Later on, the CA reversed the decision of the RTC. The respondent did not inform the
Ramiscals of the adverse decision of the CA which they only learned about from their neighbors.
They endeavoured to communicate with the respondent but their efforts were initially in vain.
When they finally reached him, he asked an additional P7,000.00 from them as his fee in filing a
motion for reconsideration in their behalf, albeit telling them that such motion would already be
belated. Even so, they paid to him the amount sought. To their dismay, they later discovered that
he did not file the motion for reconsideration, hence, the decision attained finality, eventually
resulting in the loss of their property with a probable worth of P3,391,600.00.

Consequently, the Ramiscals brought this administrative complaint against the


respondent.

The IBP found that the respondent had violated Canon 18, Rule 18.03 and 18.04 of the Code
of Professional Responsibility.

ISSUE:

Whether or not Atty. Edgar S. Orro is guilty of violating the Code of Professional
Responsibility.

RULING:

YES. The respondent did not competently and diligently discharge his duties as the lawyer
of the Ramiscals.

Every lawyer, upon becoming a member of the Philippine Bar, solemnly takes the Lawyer’s
Oath, by which he vows, among others, that: “I will delay no man for money or malice, and will
conduct myself as a lawyer according to the best of my knowledge and discretion, with all good
fidelity as well to the courts as to my clients.” If he should violate the vow, he contravenes the Code
of Professional Responsibility, particularly its Canon 17, and Rules 18.03 and 18.04 of Canon 18.

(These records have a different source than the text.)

// Copyright (c) 2025 Fabstir
// SPDX-License-Identifier: BUSL-1.1
//! Aadhaar OCR request types and validation

use serde::{Deserialize, Serialize};

use crate::api::errors::ApiError;

/// Request for front-of-card extraction
#[derive(Debug, Clone, Serialize, Deserialize)]
#[serde(rename_all = "camelCase")]
pub struct AadhaarOcrRequest {
    /// URL of the card image
    #[serde(default)]
    pub img_url: String,
}

impl AadhaarOcrRequest {
    /// Reject empty/missing URLs before any download is attempted.
    pub fn validate(&self) -> Result<(), ApiError> {
        if self.img_url.trim().is_empty() {
            return Err(ApiError::MissingImageUrl);
        }
        Ok(())
    }
}

/// Request for back-of-card extraction
#[derive(Debug, Clone, Serialize, Deserialize)]
#[serde(rename_all = "camelCase")]
pub struct BackSideOcrRequest {
    /// URL of the card image
    #[serde(default)]
    pub img_url: String,

    /// Run the bold-text filter before OCR
    #[serde(default)]
    pub preprocess: bool,
}

impl BackSideOcrRequest {
    pub fn validate(&self) -> Result<(), ApiError> {
        if self.img_url.trim().is_empty() {
            return Err(ApiError::MissingImageUrl);
        }
        Ok(())
    }
}
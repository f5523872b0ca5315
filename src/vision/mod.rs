// Copyright (c) 2025 Fabstir
// SPDX-License-Identifier: BUSL-1.1
//! Vision plumbing for the card pipeline
//!
//! This module provides:
//! - image acquisition (URL download, format validation, decoding)
//! - the bold-text preprocessing filter and detector tensor prep
//! - the region detector and text recognizer collaborator seams

pub mod detector;
pub mod image_source;
pub mod preprocessing;
pub mod recognizer;

pub use detector::{
    DetectionBox, FieldLabel, LabelMap, RegionDetector, YoloRegionDetector, DETECTOR_INPUT_SIZE,
};
pub use image_source::{
    decode_card_image, detect_format, fetch_image_bytes, ImageInfo, ImageSourceError,
};
pub use preprocessing::{letterbox, preprocess_for_bold_text, to_detector_tensor, LetterboxInfo};
pub use recognizer::{TesseractRecognizer, TextRecognizer};
// Copyright (c) 2025 Fabstir
// SPDX-License-Identifier: BUSL-1.1
//! HTTP API surface

pub mod aadhaar;
pub mod errors;
pub mod http_server;

pub use errors::ApiError;
pub use http_server::{build_router, start_server, AppState};
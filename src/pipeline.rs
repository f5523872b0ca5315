// Copyright (c) 2025 Fabstir
// SPDX-License-Identifier: BUSL-1.1
//! Card pipeline: detect regions, crop, OCR, normalize, assemble the record

use anyhow::Result;
use image::DynamicImage;
use serde::{Deserialize, Serialize};
use std::sync::Arc;
use tracing::{debug, warn};

use crate::extract;
use crate::vision::{
    preprocess_for_bold_text, DetectionBox, FieldLabel, RegionDetector, TextRecognizer,
};

/// Fixed-shape front-side result. All five keys are always present; fields
/// for undetected or unreadable regions stay at their empty-string default.
#[derive(Debug, Clone, Default, PartialEq, Eq, Serialize, Deserialize)]
pub struct AadhaarRecord {
    #[serde(rename = "aadharNo")]
    pub aadhaar_number: String,
    pub name: String,
    pub dob: String,
    pub gender: String,
    pub address: String,
}

impl AadhaarRecord {
    fn set(&mut self, label: FieldLabel, value: String) {
        match label {
            FieldLabel::AadhaarNumber => self.aadhaar_number = value,
            FieldLabel::DateOfBirth => self.dob = value,
            FieldLabel::Gender => self.gender = value,
            FieldLabel::Name => self.name = value,
            FieldLabel::Address => self.address = value,
            // No front-side detector class exists for the father's name;
            // it is handled by the back-side path only.
            FieldLabel::FathersName => {}
        }
    }
}

/// Back-side result: the relation line and the address block.
#[derive(Debug, Clone, Default, PartialEq, Eq, Serialize, Deserialize)]
#[serde(rename_all = "camelCase")]
pub struct BackSideRecord {
    pub fathers_name: String,
    pub address: String,
}

/// The request pipeline: detector and recognizer collaborators injected at
/// construction, held for the process lifetime. Each request runs the
/// detect, crop, OCR, normalize chain sequentially with no internal
/// parallelism.
pub struct CardPipeline {
    detector: Arc<dyn RegionDetector>,
    recognizer: Arc<dyn TextRecognizer>,
}

impl CardPipeline {
    pub fn new(detector: Arc<dyn RegionDetector>, recognizer: Arc<dyn TextRecognizer>) -> Self {
        Self {
            detector,
            recognizer,
        }
    }

    /// Front-of-card extraction: detector + recognizer.
    ///
    /// Detection or a completely unusable image is a hard error; a failed
    /// OCR run on an individual crop is logged and leaves that one field
    /// empty. Duplicate labels resolve last-write-wins in detector order.
    pub fn process_front(&self, image: &DynamicImage) -> Result<AadhaarRecord> {
        let boxes = self.detector.detect(image)?;
        debug!("Processing {} detected regions", boxes.len());

        let mut record = AadhaarRecord::default();

        for bbox in &boxes {
            let Some(crop) = crop_region(image, bbox) else {
                warn!("Skipping degenerate region for {:?}", bbox.label);
                continue;
            };

            let raw = match self.recognizer.recognize(&crop) {
                Ok(text) => text.replace('\n', " ").trim().to_string(),
                Err(e) => {
                    warn!("OCR failed for {:?} region: {e}", bbox.label);
                    continue;
                }
            };

            debug!("{:?}: {raw}", bbox.label);
            record.set(bbox.label, normalize_field(bbox.label, &raw));
        }

        Ok(record)
    }

    /// Back-of-card extraction: recognizer only, no detector involved.
    ///
    /// OCR runs over the whole image; `preprocess` routes it through the
    /// bold-text filter first.
    pub fn process_back(&self, image: &DynamicImage, preprocess: bool) -> Result<BackSideRecord> {
        let raw = if preprocess {
            let filtered = DynamicImage::ImageLuma8(preprocess_for_bold_text(image));
            self.recognizer.recognize(&filtered)?
        } else {
            self.recognizer.recognize(image)?
        };

        Ok(BackSideRecord {
            fathers_name: extract::extract_fathers_name(&raw),
            address: extract::extract_address(&raw),
        })
    }
}

/// Crop a detected region out of the source image.
///
/// Box coordinates are already clipped to image bounds by the detector;
/// zero-area rects yield `None`.
fn crop_region(image: &DynamicImage, bbox: &DetectionBox) -> Option<DynamicImage> {
    let width = bbox.width();
    let height = bbox.height();
    if width == 0 || height == 0 {
        return None;
    }
    Some(image.crop_imm(bbox.x_min, bbox.y_min, width, height))
}

/// Route one region's raw OCR text through its field extractor.
fn normalize_field(label: FieldLabel, raw: &str) -> String {
    match label {
        FieldLabel::AadhaarNumber => extract::extract_aadhaar_number(raw),
        FieldLabel::Name => extract::extract_name(raw),
        FieldLabel::Gender => extract::extract_gender(raw),
        FieldLabel::Address => extract::extract_address(raw),
        FieldLabel::FathersName => extract::extract_fathers_name(raw),
        FieldLabel::DateOfBirth => {
            let dob = extract::extract_date_of_birth(raw);
            if dob.is_empty() {
                // Year-only cards: fall back to the standalone year token.
                extract::extract_year_of_birth(raw)
            } else {
                dob
            }
        }
    }
}
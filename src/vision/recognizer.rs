// Copyright (c) 2025 Fabstir
// SPDX-License-Identifier: BUSL-1.1
//! Text recognizer collaborator: Tesseract OCR behind a trait seam

use anyhow::{anyhow, Result};
use image::{DynamicImage, ImageFormat};
use tesseract::Tesseract;
use tracing::debug;

/// Page segmentation mode 6: treat the crop as a single uniform block of
/// text. Field crops are multi-word blocks, not single lines; this default
/// must be preserved, it measurably changes recognition accuracy.
const PAGE_SEG_MODE: &str = "6";

/// OCR collaborator seam. The production impl shells into Tesseract; tests
/// script this trait directly.
pub trait TextRecognizer: Send + Sync {
    /// Convert an image into raw recognized text.
    fn recognize(&self, image: &DynamicImage) -> Result<String>;
}

/// Tesseract-backed recognizer using the English language model.
#[derive(Debug, Clone)]
pub struct TesseractRecognizer {
    /// Optional TESSDATA_PREFIX override for the trained-data directory
    datapath: Option<String>,
    language: String,
}

impl TesseractRecognizer {
    pub fn new(datapath: Option<String>, language: impl Into<String>) -> Self {
        Self {
            datapath,
            language: language.into(),
        }
    }
}

impl Default for TesseractRecognizer {
    fn default() -> Self {
        Self::new(None, "eng")
    }
}

impl TextRecognizer for TesseractRecognizer {
    /// Runs Tesseract over the image via a scoped temp file.
    ///
    /// Crops are always written as PNG regardless of the source container
    /// format. The temp file is removed on drop, on the error paths too.
    fn recognize(&self, image: &DynamicImage) -> Result<String> {
        let tmp = tempfile::Builder::new()
            .prefix("aadhaar-crop-")
            .suffix(".png")
            .tempfile()
            .map_err(|e| anyhow!("failed to create temp crop file: {e}"))?;

        image
            .save_with_format(tmp.path(), ImageFormat::Png)
            .map_err(|e| anyhow!("failed to write crop: {e}"))?;

        let crop_path = tmp
            .path()
            .to_str()
            .ok_or_else(|| anyhow!("temp crop path is not valid UTF-8"))?;

        let mut tess = Tesseract::new(self.datapath.as_deref(), Some(&self.language))
            .map_err(|e| anyhow!("tesseract init failed: {e}"))?
            .set_variable("tessedit_pageseg_mode", PAGE_SEG_MODE)
            .map_err(|e| anyhow!("tesseract configuration failed: {e}"))?
            .set_image(crop_path)
            .map_err(|e| anyhow!("tesseract could not read crop: {e}"))?;

        let text = tess
            .get_text()
            .map_err(|e| anyhow!("tesseract recognition failed: {e}"))?;

        debug!("OCR produced {} chars", text.len());

        Ok(text)
    }
}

It is beyond debate, therefore, that the relationship of the lawyer and the clients becomes
imbued with trust and confidence from the moment that the lawyer-client relationship
commences, with the lawyer being bound to serve his clients with full competence, and to attend
to their cause with utmost diligence, care and devotion. To accord with this highly fiduciary
relationship, the client expects the lawyer to be always mindful of the former’s cause and to be
diligent in handling the former’s legal affairs. As an essential part of their highly fiduciary
relationship, the client is entitled to the periodic and full updates from the lawyer on the
developments of the case. The lawyer who neglects to perform his obligations violates Rule 18.03
of Canon 18 of the Code of Professional Responsibility.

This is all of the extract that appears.